Reste que dans des écrits du Moyen Age, au 14 et 15è siècle on trouve trace déjà de recettes à base de poule, de géline ou de coq d’Inde. La dinde nous serait-elle parvenue avant ? Jusqu’au 18è siècle, la polémique enfle. Sur son origine, sa date d’arrivée et son espèce. La confusion la plus grande régnait. A y regarder de plus près, on découvre la cause de ce méli-mélo et de tous ces noms d’oiseaux. Car sous une même dénomination, se cachent deux volatiles bien différents... Quand, au Moyen Age, on parlait de poule d’Inde, du latin médiéval Gallina de India, l’Inde ne désignait ni la péninsule actuelle, ni l’amérique latine, mais l’Abyssinie, au nord-est de l’Afrique où vivait un gros oiseau sauvage, largement représenté dans l’iconographie comme un oiseau de paradis.

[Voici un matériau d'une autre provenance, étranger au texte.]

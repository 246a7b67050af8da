// SPDX-License-Identifier: Apache-2.0 OR MIT
// Copyright (c) 2025-2026 naskel.com

//! Wire codec for type definitions, with the per-connection type cache.
//!
//! A compiled type travels in one of three forms: a literal definition
//! (leading type tag), a "define and cache" message (`0xfd`, a 16-bit cache
//! id, then the literal definition) or a "fetch" message (`0xfe` and the
//! id alone). The receiver stores defined types in its [`TypeStore`] and
//! substitutes them on fetch, so a type repeated on one connection costs
//! three bytes after the first transmission. Ids are receiver-local and
//! meaningless across connections.

use crate::error::WireError;
use crate::fielddesc::{CompiledType, FieldDesc};
use crate::member::Member;
use crate::typecode::TypeCode;
use crate::wire::{ReadCursor, WriteCursor};
use std::collections::HashMap;

/// Opcode: literal definition follows, receiver caches it under the id.
pub const OP_CACHE_DEFINE: u8 = 0xfd;
/// Opcode: substitute the type previously cached under the id.
pub const OP_CACHE_FETCH: u8 = 0xfe;
/// Opcode: no type (an empty Any).
pub const OP_NULL_TYPE: u8 = 0xff;

/// Per-connection cache of transmitted type definitions.
///
/// Decode populates it from "define" messages; encode consults it to reuse
/// an id for a structurally identical type. A failed decode never commits
/// an entry.
#[derive(Default)]
pub struct TypeStore {
    by_id: HashMap<u16, CompiledType>,
    by_hash: HashMap<u64, u16>,
    next_id: u16,
}

impl TypeStore {
    pub fn new() -> TypeStore {
        TypeStore::default()
    }

    pub fn len(&self) -> usize {
        self.by_id.len()
    }

    pub fn is_empty(&self) -> bool {
        self.by_id.is_empty()
    }

    pub fn lookup(&self, id: u16) -> Option<&CompiledType> {
        self.by_id.get(&id)
    }

    pub fn contains(&self, id: u16) -> bool {
        self.by_id.contains_key(&id)
    }

    /// Register a type under an id, replacing any previous entry.
    pub fn insert(&mut self, id: u16, dtype: CompiledType) {
        self.by_hash.insert(dtype.root().hash(), id);
        self.by_id.insert(id, dtype);
    }

    /// Drop all entries, e.g. when a connection resets.
    pub fn clear(&mut self) {
        self.by_id.clear();
        self.by_hash.clear();
        self.next_id = 0;
    }

    fn id_for(&self, hash: u64) -> Option<u16> {
        self.by_hash.get(&hash).copied()
    }

    /// Pick the next free id for an outgoing definition. `None` when the
    /// whole 16-bit space is occupied.
    fn assign(&mut self, dtype: &CompiledType) -> Option<u16> {
        if self.by_id.len() > usize::from(u16::MAX) {
            return None;
        }
        while self.by_id.contains_key(&self.next_id) {
            self.next_id = self.next_id.wrapping_add(1);
        }
        let id = self.next_id;
        self.next_id = self.next_id.wrapping_add(1);
        self.insert(id, dtype.clone());
        Some(id)
    }
}

/// Encode a compiled type, using the cache: the first transmission is a
/// "define and cache" message, every repeat a three-byte "fetch".
pub fn encode_type(
    w: &mut WriteCursor<'_>,
    dtype: &CompiledType,
    store: &mut TypeStore,
) -> Result<(), WireError> {
    let hash = dtype.root().hash();
    if let Some(id) = store.id_for(hash) {
        log::trace!("type cache fetch id={id}");
        w.write_u8(OP_CACHE_FETCH);
        w.write_u16(id);
        return Ok(());
    }
    match store.assign(dtype) {
        Some(id) => {
            log::debug!("type cache define id={id} {}", dtype.root().code());
            w.write_u8(OP_CACHE_DEFINE);
            w.write_u16(id);
            encode_literal(w, dtype.defs(), 0)
        }
        // cache exhausted; fall back to an uncached literal
        None => encode_literal(w, dtype.defs(), 0),
    }
}

/// Encode a compiled type as a bare literal definition, no cache involved.
pub fn encode_type_literal(
    w: &mut WriteCursor<'_>,
    dtype: &CompiledType,
) -> Result<(), WireError> {
    encode_literal(w, dtype.defs(), 0)
}

pub(crate) fn encode_literal(
    w: &mut WriteCursor<'_>,
    defs: &[FieldDesc],
    idx: usize,
) -> Result<(), WireError> {
    let fld = &defs[idx];
    w.write_u8(fld.code().raw());
    match fld.code() {
        TypeCode::STRUCT => {
            w.write_string(fld.id());
            w.write_size(fld.member_count());
            for (name, rel) in fld.member_names() {
                w.write_string(name);
                encode_literal(w, defs, idx + rel)?;
            }
        }
        TypeCode::UNION => {
            w.write_string(fld.id());
            w.write_size(fld.member_count());
            if let Some(alts) = fld.members() {
                for (name, rel) in fld.member_names() {
                    w.write_string(name);
                    encode_literal(w, alts.defs(), rel)?;
                }
            }
        }
        TypeCode::STRUCT_ARRAY | TypeCode::UNION_ARRAY => {
            let elem = fld
                .members()
                .ok_or(WireError::Unencodable("compound array without element type"))?;
            encode_literal(w, elem.defs(), 0)?;
        }
        _ => {}
    }
    Ok(())
}

/// Decode one type, consulting and updating the cache. A Null tag where a
/// type is required is a decode error.
pub fn decode_type(
    r: &mut ReadCursor<'_>,
    store: &mut TypeStore,
) -> Result<CompiledType, WireError> {
    match decode_type_or_null(r, store)? {
        Some(dtype) => Ok(dtype),
        None => {
            r.fail();
            Err(WireError::BadOpcode(OP_NULL_TYPE))
        }
    }
}

/// Decode one type, mapping the Null tag to `None` (an empty Any).
pub fn decode_type_or_null(
    r: &mut ReadCursor<'_>,
    store: &mut TypeStore,
) -> Result<Option<CompiledType>, WireError> {
    let op = r.peek_u8();
    if !r.good() {
        return Err(WireError::Truncated);
    }
    match op {
        OP_NULL_TYPE => {
            r.read_u8();
            Ok(None)
        }
        OP_CACHE_DEFINE => {
            r.read_u8();
            let id = r.read_u16();
            // fully decode before committing, so a bad message cannot leave
            // a partial cache entry behind
            let member = decode_member(r, String::new())?;
            let dtype = CompiledType::compile(&member);
            log::debug!("type cache define id={id} {}", dtype.root().code());
            store.insert(id, dtype.clone());
            Ok(Some(dtype))
        }
        OP_CACHE_FETCH => {
            r.read_u8();
            let id = r.read_u16();
            if !r.good() {
                return Err(WireError::Truncated);
            }
            match store.lookup(id) {
                Some(dtype) => {
                    log::trace!("type cache fetch id={id}");
                    Ok(Some(dtype.clone()))
                }
                None => {
                    r.fail();
                    Err(WireError::UnknownTypeId(id))
                }
            }
        }
        _ => {
            let member = decode_member(r, String::new())?;
            Ok(Some(CompiledType::compile(&member)))
        }
    }
}

/// Decode one field definition into a validated member tree.
fn decode_member(r: &mut ReadCursor<'_>, name: String) -> Result<Member, WireError> {
    let raw = r.read_u8();
    if !r.good() {
        return Err(WireError::Truncated);
    }
    let code = TypeCode::from_raw(raw);
    match code {
        TypeCode::STRUCT | TypeCode::UNION => {
            let id = r.read_string();
            let count = r.read_size();
            if !r.good() {
                return Err(WireError::Truncated);
            }
            // every member needs at least a name byte and a tag byte
            if count > r.remaining() / 2 {
                r.fail();
                return Err(WireError::Truncated);
            }
            let mut children = Vec::with_capacity(count);
            for _ in 0..count {
                let child_name = r.read_string();
                if !r.good() {
                    return Err(WireError::Truncated);
                }
                children.push(decode_member(r, child_name)?);
            }
            Member::new(code, name, id, children).map_err(|err| {
                r.fail();
                WireError::from(err)
            })
        }
        TypeCode::STRUCT_ARRAY | TypeCode::UNION_ARRAY => {
            let element = decode_member(r, name)?;
            if element.code() != code.scalar_of() {
                r.fail();
                return Err(WireError::BadOpcode(element.code().raw()));
            }
            let name = element.name().to_string();
            let id = element.id().to_string();
            Member::new(code, name, id, element.children().to_vec()).map_err(|err| {
                r.fail();
                WireError::from(err)
            })
        }
        _ if code.valid() && code != TypeCode::NULL => {
            Member::new(code, name, String::new(), Vec::new()).map_err(|err| {
                r.fail();
                WireError::from(err)
            })
        }
        _ => {
            r.fail();
            Err(WireError::BadOpcode(raw))
        }
    }
}
// SPDX-License-Identifier: Apache-2.0 OR MIT
// Copyright (c) 2025-2026 naskel.com

//! # typewire - self-describing structured values
//!
//! A runtime for typed, nested data exchanged between peers that share no
//! compiled type definitions, plus the wire codec that moves both the type
//! descriptions and the values themselves.
//!
//! ## Quick Start
//!
//! ```rust
//! use typewire::{Member, TypeDef};
//!
//! let def = TypeDef::structure(
//!     "timeStamp_t",
//!     vec![
//!         Member::int64("secondsPastEpoch")?,
//!         Member::int32("nanoSeconds")?,
//!         Member::int32("userTag")?,
//!     ],
//! )?;
//!
//! let val = def.create()?;
//! val.set_field("secondsPastEpoch", 1_700_000_000i64)?;
//! assert_eq!(val.get_field::<i64>("secondsPastEpoch")?, 1_700_000_000);
//! # Ok::<(), Box<dyn std::error::Error>>(())
//! ```
//!
//! ## Architecture
//!
//! ```text
//! Member tree  --compile-->  flat FieldDesc array  --create-->  Value
//!  (builder)                  (immutable, shared)              (storage)
//!                                   |                             |
//!                            encode_type/decode_type       encode_value/
//!                             (TypeStore cache)            decode_value
//! ```
//!
//! A type is described as a [`Member`] tree and compiled into a flat,
//! preorder [`CompiledType`] where every struct subtree is one contiguous
//! index range. Instantiating it yields a [`Value`]: a cheap handle that any
//! number of aliases may share, with typed accessors, dotted-path
//! navigation and per-field change marks. The [`wire`] module moves types
//! and values over a byte stream, caching repeated type definitions per
//! connection in a [`TypeStore`] so a repeat costs three bytes instead of
//! the whole definition.
//!
//! ## Key Types
//!
//! | Type | Description |
//! |------|-------------|
//! | [`TypeCode`] | 8-bit tag: kind, width, signedness, is-array |
//! | [`Member`] | Builder-time node of a type description tree |
//! | [`TypeDef`] | Compiles and incrementally extends type definitions |
//! | [`CompiledType`] | Immutable flattened type, shared by reference |
//! | [`Value`] | Handle onto shared instance storage |
//! | [`TypeStore`] | Per-connection wire cache of transmitted types |
//!
//! This crate does no I/O and never blocks: the transport collaborator owns
//! sockets, framing and buffering, and calls in here to decode message
//! bodies or serialize outgoing ones.

/// Error types: definition, access and wire failures.
pub mod error;
/// Compiled, flattened type representation.
pub mod fielddesc;
/// Iteration over compound values.
pub mod iter;
/// Builder-time type description nodes.
pub mod member;
/// Per-instance tagged storage slots.
pub mod storage;
/// The 8-bit type tag.
pub mod typecode;
/// Incremental type builder.
pub mod typedef;
/// Generic data container.
pub mod value;
/// Wire codec for types and values.
pub mod wire;

pub use error::{AccessError, TypeError, WireError};
pub use fielddesc::{CompiledType, FieldDesc};
pub use iter::{Children, Descendants};
pub use member::Member;
pub use storage::{ArrayData, Store};
pub use typecode::{Kind, StoreKind, TypeCode};
pub use typedef::TypeDef;
pub use value::{FromStore, IntoStore, Value};
pub use wire::{
    decode_type, decode_value, encode_type, encode_type_literal, encode_value, ReadCursor,
    TypeStore, WriteCursor,
};
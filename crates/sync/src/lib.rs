//! Floorplan sync engine: keeps the renderer in step with remote entity state.
//!
//! Three tasks take part: the network task ([`SyncLoop`]), the applier consuming the update
//! queue, and the owner ([`Engine`]) holding the stop signal. Shutdown raises the signal,
//! joins the network task, closes the queue and then joins the applier.

#![forbid(unsafe_code)]

use std::sync::Arc;
use std::time::Duration;

use floorplan_core::ConnectionState;
use floorplan_hass::StateSource;
use floorplan_queue::{UpdateQueue, DEFAULT_CAPACITY};
use floorplan_render::{Applier, ApplierStats};
use tokio::sync::watch;
use tokio::task::{JoinError, JoinHandle};
use tokio_util::sync::CancellationToken;
use tracing::{error, info};

mod sync_loop;

pub use sync_loop::SyncLoop;

pub const DEFAULT_RECONNECT_DELAY: Duration = Duration::from_secs(10);

/// Engine tunables.
#[derive(Debug, Clone, PartialEq, Eq)]
pub struct SyncConfig {
    /// Identifies this engine in logs.
    pub name: String,
    pub reconnect_delay: Duration,
    pub queue_capacity: usize,
}

impl Default for SyncConfig {
    fn default() -> Self {
        Self { name: "floorplan".into(), reconnect_delay: DEFAULT_RECONNECT_DELAY, queue_capacity: DEFAULT_CAPACITY }
    }
}

impl SyncConfig {
    /// Defaults overridden by `FLOORPLAN_RECONNECT_SECS` and `FLOORPLAN_QUEUE_CAP`.
    pub fn from_env() -> Self { Self::default().apply_env() }

    pub fn apply_env(mut self) -> Self {
        if let Some(secs) = std::env::var("FLOORPLAN_RECONNECT_SECS").ok().and_then(|s| s.parse::<u64>().ok()) {
            self.reconnect_delay = Duration::from_secs(secs);
        }
        if let Some(cap) = std::env::var("FLOORPLAN_QUEUE_CAP").ok().and_then(|s| s.parse::<usize>().ok()) {
            self.queue_capacity = cap;
        }
        self
    }

    pub fn with_name(mut self, name: impl Into<String>) -> Self {
        self.name = name.into();
        self
    }

    pub fn with_reconnect_delay(mut self, delay: Duration) -> Self {
        self.reconnect_delay = delay;
        self
    }

    pub fn with_queue_capacity(mut self, cap: usize) -> Self {
        self.queue_capacity = cap;
        self
    }
}

#[derive(Debug, thiserror::Error)]
pub enum EngineError {
    #[error("{task} task failed: {source}")]
    Task { task: &'static str, #[source] source: JoinError },
}

/// Running engine. Owns the stop signal and the update queue.
pub struct Engine {
    name: String,
    stop: CancellationToken,
    queue: UpdateQueue,
    network: Option<JoinHandle<()>>,
    consumer: Option<JoinHandle<ApplierStats>>,
    state_rx: watch::Receiver<ConnectionState>,
}

impl Engine {
    /// Spawn the network task and the applier. Must be called inside a tokio runtime.
    pub fn start(source: Arc<dyn StateSource>, applier: Applier, cfg: SyncConfig) -> Self {
        let stop = CancellationToken::new();
        let (queue, producer, rx) = UpdateQueue::open(cfg.queue_capacity);
        let (state_tx, state_rx) = watch::channel(ConnectionState::Idle);

        info!(name = %cfg.name, cap = queue.capacity(), delay_ms = %cfg.reconnect_delay.as_millis(), "engine starting");
        let consumer = tokio::spawn(applier.run(rx));
        let sync = SyncLoop::new(cfg.name.clone(), source, producer, stop.clone(), cfg.reconnect_delay, state_tx);
        let network = tokio::spawn(sync.run());

        Self { name: cfg.name, stop, queue, network: Some(network), consumer: Some(consumer), state_rx }
    }

    /// Clone of the stop signal. Raising it is idempotent.
    pub fn stop_signal(&self) -> CancellationToken { self.stop.clone() }

    /// Raise the stop signal without waiting.
    pub fn stop(&self) { self.stop.cancel(); }

    pub fn state(&self) -> watch::Receiver<ConnectionState> { self.state_rx.clone() }

    /// Stop and wait for full teardown; returns the applier counters.
    pub async fn shutdown(mut self) -> Result<ApplierStats, EngineError> {
        info!(name = %self.name, "engine stopping");
        self.stop.cancel();

        let network_res = match self.network.take() {
            Some(h) => h.await,
            None => Ok(()),
        };
        // No producer survives the network task, so this really closes the queue.
        self.queue.close();

        let consumer_res = match self.consumer.take() {
            Some(h) => h.await,
            None => Ok(ApplierStats::default()),
        };

        if let Err(e) = network_res {
            error!(name = %self.name, error = %e, "network task failed");
            return Err(EngineError::Task { task: "network", source: e });
        }
        let stats = consumer_res.map_err(|e| EngineError::Task { task: "applier", source: e })?;
        info!(name = %self.name, applied = stats.applied, "engine stopped");
        Ok(stats)
    }
}

impl Drop for Engine {
    fn drop(&mut self) {
        // Dropped without shutdown(): let the tasks unwind on their own.
        self.stop.cancel();
    }
}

Bref, se côtoient deux poules d’"Inde" : notre gallinacé ramené du Mexique par les espagnols et l’oiseau africain.
L’un chassant l’autre, c’est notre dindon sauvage qui finit par emporter la palme et la dénomination de Dinde. Notre volatile africain prend alors le nom de pintada, oiseau peint, au vu des jolies taches qui décorent son plumage.
Tout ça est enfin clair, mais alors pourquoi les Anglais l’appellent-ils Turkey ? N’auraient-ils vraiment rien compris ? Pour les uns, c’est qu’ils ont mangé de la pintade ramenée de Turquie par un commerçant, pour d’autres, de la dinde en espagne à Cadix en revenant de Turquie. Ils auraient donc fait là une sorte d’amalgame. Pour d’autres encore, une onomatopée car l’animal gloutgloutant faisait "turk turk turk"...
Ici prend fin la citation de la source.